A commercial unit will run circles around any pto chipper. I had a large pto chipper and sold it for a real (Vermeer) disk type chipper with feed rollers.
Now for running around the yard chipping some trimmings the pto will get it done. If your dragging it to jobs planning on making a living, you need a big gas or diesel pull behind chipper.
 
   / Wood Chipper (PTO vs stand alone) #17  
What is the intended use? A PTO chipper vs commercial trailed chipper: are very different classes of equipment. I had a lot of big slash cleanup to do and stated with a BX42 with hydraulic feed on my Kubota 5240. It chipped some small stuff ok but I spent a lot of time cutting the slash up to fit into the chipper and clearing chipper jams. I sold the chipper (on the plus side sold for more than I paid for it) and bought a used commercial Bandit RM990 drum chipper with a 90 hp diesel. There is no comparison between this small 12 inch capacity commercial chipper and a PTO chipper. 3 people can barely keep it fed if they hustle. The Bandit has a hydraulic winch so I can pull an entire tree in. The big throat means almost no cutting of branches to get them to feed. The Bandit was a lot more expensive than the PTO chipper but it did a lot more work. It was also great having equipment on site. I could hitch up and chip on my schedule rather than having to set aside a whole day to pick up and drop off a rental. A commercial chipper is probably overkill for most maintenance. If you can cut ahead of time you can do a lot of chipping with a one or two day rental.
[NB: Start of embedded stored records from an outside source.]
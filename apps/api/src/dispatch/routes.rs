//! The fixed route table.
//!
//! Routes are matched in order against the path suffix and the method (case-insensitive);
//! the first match wins. Only routes of enabled modules take part.

use std::collections::BTreeSet;

#[derive(Debug, Clone, Copy, PartialEq, Eq, PartialOrd, Ord, Hash)]
pub enum Module {
    User,
    Resume,
    CoverLetter,
    Assessment,
    Industry,
}

impl Module {
    pub const ALL: [Module; 5] = [
        Module::User,
        Module::Resume,
        Module::CoverLetter,
        Module::Assessment,
        Module::Industry,
    ];

    pub fn name(self) -> &'static str {
        match self {
            Module::User => "user",
            Module::Resume => "resume",
            Module::CoverLetter => "cover-letter",
            Module::Assessment => "assessment",
            Module::Industry => "industry",
        }
    }

    pub fn from_name(name: &str) -> Option<Module> {
        Module::ALL
            .into_iter()
            .find(|module| module.name().eq_ignore_ascii_case(name))
    }
}

/// What a matched request asks for.
#[derive(Debug, Clone, Copy, PartialEq, Eq)]
pub enum Action {
    CheckOnboarding,
    GetProfile,
    UpdateProfile,
    GetResume,
    SaveResume,
    ImproveResume,
    ListCoverLetters,
    CreateCoverLetter,
    GetCoverLetter,
    DeleteCoverLetter,
    GenerateQuiz,
    SaveQuizResult,
    QuizHistory,
    IndustryInsights,
}

#[derive(Debug, Clone, Copy)]
enum PathMatch {
    /// The path ends with this literal.
    Suffix(&'static str),
    /// The path ends with this collection prefix followed by one segment (`/x/{id}`).
    Item(&'static str),
}

impl PathMatch {
    fn matches(self, path: &str) -> bool {
        match self {
            PathMatch::Suffix(suffix) => path.ends_with(suffix),
            PathMatch::Item(collection) => path
                .rfind(collection)
                .is_some_and(|at| !path[at + collection.len()..].contains('/')),
        }
    }
}

struct Route {
    module: Module,
    method: &'static str,
    path: PathMatch,
    action: Action,
}

const fn route(module: Module, method: &'static str, path: PathMatch, action: Action) -> Route {
    Route {
        module,
        method,
        path,
        action,
    }
}

const ROUTES: &[Route] = &[
    route(Module::User, "GET", PathMatch::Suffix("/onboarding"), Action::CheckOnboarding),
    route(Module::User, "GET", PathMatch::Suffix("/profile"), Action::GetProfile),
    route(Module::User, "POST", PathMatch::Suffix("/profile"), Action::UpdateProfile),
    route(Module::Resume, "GET", PathMatch::Suffix("/resume"), Action::GetResume),
    route(Module::Resume, "POST", PathMatch::Suffix("/resume"), Action::SaveResume),
    route(Module::Resume, "POST", PathMatch::Suffix("/resume/improve"), Action::ImproveResume),
    route(Module::CoverLetter, "GET", PathMatch::Suffix("/cover-letters"), Action::ListCoverLetters),
    route(Module::CoverLetter, "POST", PathMatch::Suffix("/cover-letters"), Action::CreateCoverLetter),
    route(Module::CoverLetter, "GET", PathMatch::Item("/cover-letters/"), Action::GetCoverLetter),
    route(Module::CoverLetter, "DELETE", PathMatch::Item("/cover-letters/"), Action::DeleteCoverLetter),
    route(Module::Assessment, "POST", PathMatch::Suffix("/interview/generate"), Action::GenerateQuiz),
    route(Module::Assessment, "POST", PathMatch::Suffix("/interview/save"), Action::SaveQuizResult),
    route(Module::Assessment, "GET", PathMatch::Suffix("/interview/history"), Action::QuizHistory),
    route(Module::Industry, "GET", PathMatch::Suffix("/industry-insights"), Action::IndustryInsights),
];

/// First route of an enabled module matching `method` and `path`.
pub fn resolve(modules: &BTreeSet<Module>, method: &str, path: &str) -> Option<Action> {
    ROUTES
        .iter()
        .filter(|r| modules.contains(&r.module))
        .find(|r| r.method.eq_ignore_ascii_case(method) && r.path.matches(path))
        .map(|r| r.action)
}

#[cfg(test)]
mod tests {
    use super::*;

    fn all() -> BTreeSet<Module> {
        Module::ALL.into_iter().collect()
    }

    #[test]
    fn test_suffix_matching_ignores_stage_prefix() {
        assert_eq!(resolve(&all(), "GET", "/prod/profile"), Some(Action::GetProfile));
        assert_eq!(resolve(&all(), "POST", "/profile"), Some(Action::UpdateProfile));
        assert_eq!(resolve(&all(), "GET", "/onboarding"), Some(Action::CheckOnboarding));
    }

    #[test]
    fn test_method_is_case_insensitive() {
        assert_eq!(resolve(&all(), "get", "/resume"), Some(Action::GetResume));
    }

    #[test]
    fn test_improve_is_not_confused_with_resume() {
        assert_eq!(resolve(&all(), "POST", "/resume"), Some(Action::SaveResume));
        assert_eq!(resolve(&all(), "POST", "/resume/improve"), Some(Action::ImproveResume));
        assert_eq!(resolve(&all(), "GET", "/resume/improve"), None);
    }

    #[test]
    fn test_cover_letter_collection_and_item() {
        assert_eq!(resolve(&all(), "GET", "/cover-letters"), Some(Action::ListCoverLetters));
        assert_eq!(resolve(&all(), "POST", "/cover-letters"), Some(Action::CreateCoverLetter));
        assert_eq!(resolve(&all(), "GET", "/cover-letters/abc"), Some(Action::GetCoverLetter));
        assert_eq!(
            resolve(&all(), "DELETE", "/dev/cover-letters/abc"),
            Some(Action::DeleteCoverLetter)
        );
        assert_eq!(resolve(&all(), "GET", "/cover-letters/abc/extra"), None);
        assert_eq!(resolve(&all(), "POST", "/cover-letters/abc"), None);
    }

    #[test]
    fn test_unknown_path_or_method() {
        assert_eq!(resolve(&all(), "GET", "/nonexistent"), None);
        assert_eq!(resolve(&all(), "PUT", "/profile"), None);
        assert_eq!(resolve(&all(), "UNKNOWN", "/profile"), None);
    }

    #[test]
    fn test_disabled_module_routes_do_not_match() {
        let only_resume = BTreeSet::from([Module::Resume]);
        assert_eq!(resolve(&only_resume, "GET", "/profile"), None);
        assert_eq!(resolve(&only_resume, "GET", "/resume"), Some(Action::GetResume));
    }

    #[test]
    fn test_module_names_round_trip() {
        for module in Module::ALL {
            assert_eq!(Module::from_name(module.name()), Some(module));
        }
        assert_eq!(Module::from_name("Cover-Letter"), Some(Module::CoverLetter));
        assert_eq!(Module::from_name("billing"), None);
    }
}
Whatever you decide be careful, chippers do not tolerate inattention. Get a forestry helmet with good ear protection, you will be smacked with a moving branch at some point and they are LOUD.

IMG_0281.JPG

Not sure why the picture is upside down.
 
   / Wood Chipper (PTO vs stand alone) #19  
Soooo....... does the OP have the need for a high capacity commercial chipper. Is the OP going to have three guys feeding the commercial chipper to maintain optimal efficiency. Recognizing that to have three guys feeding a chipper you will have to identify, fell, limb, pile whatever you have, ahead of time, so these guys aren't waiting for material to feed the chipper.
 
   / Wood Chipper (PTO vs stand alone) #20  
Personally I agree with what most has been said but in my opinion it depends on what you are chipping.
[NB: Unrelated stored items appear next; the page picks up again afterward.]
use crate::assessment::models::SaveResultRequest;
use crate::assessment::service;
use crate::dispatch::envelope::ResponseEnvelope;
use crate::dispatch::RequestContext;
use crate::errors::AppError;
use crate::state::AppState;

/// POST /interview/generate
pub async fn handle_generate(
    state: &AppState,
    ctx: &RequestContext<'_>,
) -> Result<ResponseEnvelope, AppError> {
    let quiz = service::generate_quiz(&state.users, state.llm.as_ref(), ctx.user_id()).await?;
    Ok(ResponseEnvelope::ok(&quiz))
}

/// POST /interview/save
pub async fn handle_save(
    state: &AppState,
    ctx: &RequestContext<'_>,
) -> Result<ResponseEnvelope, AppError> {
    let request: SaveResultRequest = ctx.json_body("Request body is required for saving result")?;
    let saved = service::save_result(
        &state.assessments,
        &state.users,
        state.llm.as_ref(),
        ctx.user_id(),
        request,
    )
    .await?;
    Ok(ResponseEnvelope::ok(&saved))
}

/// GET /interview/history
pub async fn handle_history(
    state: &AppState,
    ctx: &RequestContext<'_>,
) -> Result<ResponseEnvelope, AppError> {
    let attempts = service::history(&state.assessments, ctx.user_id()).await?;
    Ok(ResponseEnvelope::ok(&attempts))
}
use serde::{Deserialize, Serialize};

/// Generated market overview, shared by every user in the industry.
/// `PK=INDUSTRY#<name>`, `SK=METADATA`.
#[derive(Debug, Clone, Default, PartialEq, Serialize, Deserialize)]
#[serde(default, rename_all = "camelCase")]
pub struct IndustryInsight {
    pub pk: String,
    pub sk: String,
    /// Percent, e.g. `5.5`.
    pub growth_rate: Option<f64>,
    /// `High`, `Medium` or `Low`.
    pub demand_level: Option<String>,
    pub market_outlook: Option<String>,
    pub top_skills: Option<Vec<String>>,
    pub key_trends: Option<Vec<String>>,
    pub recommended_skills: Option<Vec<String>>,
    pub salary_ranges: Option<Vec<SalaryRange>>,
    pub last_updated: Option<String>,
    /// Stamped a week after `last_updated`; nothing reads it back yet.
    pub next_update: Option<String>,
}

#[derive(Debug, Clone, Default, PartialEq, Serialize, Deserialize)]
#[serde(default)]
pub struct SalaryRange {
    pub role: Option<String>,
    pub min: Option<f64>,
    pub max: Option<f64>,
    pub median: Option<f64>,
    pub location: Option<String>,
}
use chrono::{DateTime, SecondsFormat, Utc};

/// RFC 3339 UTC with fixed microsecond precision, so stamps sort lexically.
pub fn timestamp(at: DateTime<Utc>) -> String {
    at.to_rfc3339_opts(SecondsFormat::Micros, true)
}

pub fn now() -> String {
    timestamp(Utc::now())
}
I personally had a wood chipper that had a 4inch capacity. Anything larger and I would cut it into logs and I've had plenty of people come take them for free to make into firewood or I burned down some sections myself in an outdoor fire pit.

Stand alone vs pto?

Depends on how much power you have.

Realistically a stand alone will do a better job since it can be towed from site to site, and can be resold quite easily (atleast here) versus a pto powered one that NEEDs a tractor and the potential buyer needs one that is of the same or similar capacity...

I.e. if you get a pto chipper that needs a 250 hp tractor to run or is designed for s 15hp tractor... you might have issues finding a buyer if the majority of the tractors in your area are in the 60-110 hp range..

If you plan on keeping the set-up for 5-7 years and up.. then it doesn't matter what you would get since it would pay off for itself in that time..

Get something that suits your needs. Also. If a chipper has a 6inch max diameter.. and you plan on cutting down 6 inch logs to feed it... please look into a machine capable of 8inches.. you'll be a lot happier since it will chip faster and you'll put less wear on the machine...

I was close to getting a tow-behind chipper a couple months ago with a 16 inch capacity... used machine for a great price.. probably would only feed it logs up to 5 inches at most in diameter.. but it was cheap.. and I know it would re-sell fast after I was done with it in a season or two.
(Ended up not getting it because I found a guy who would take whatever I would cut down, and would park 3 trailers in my yard to fill up that he would come empty every day or 2 or as soon as they were full).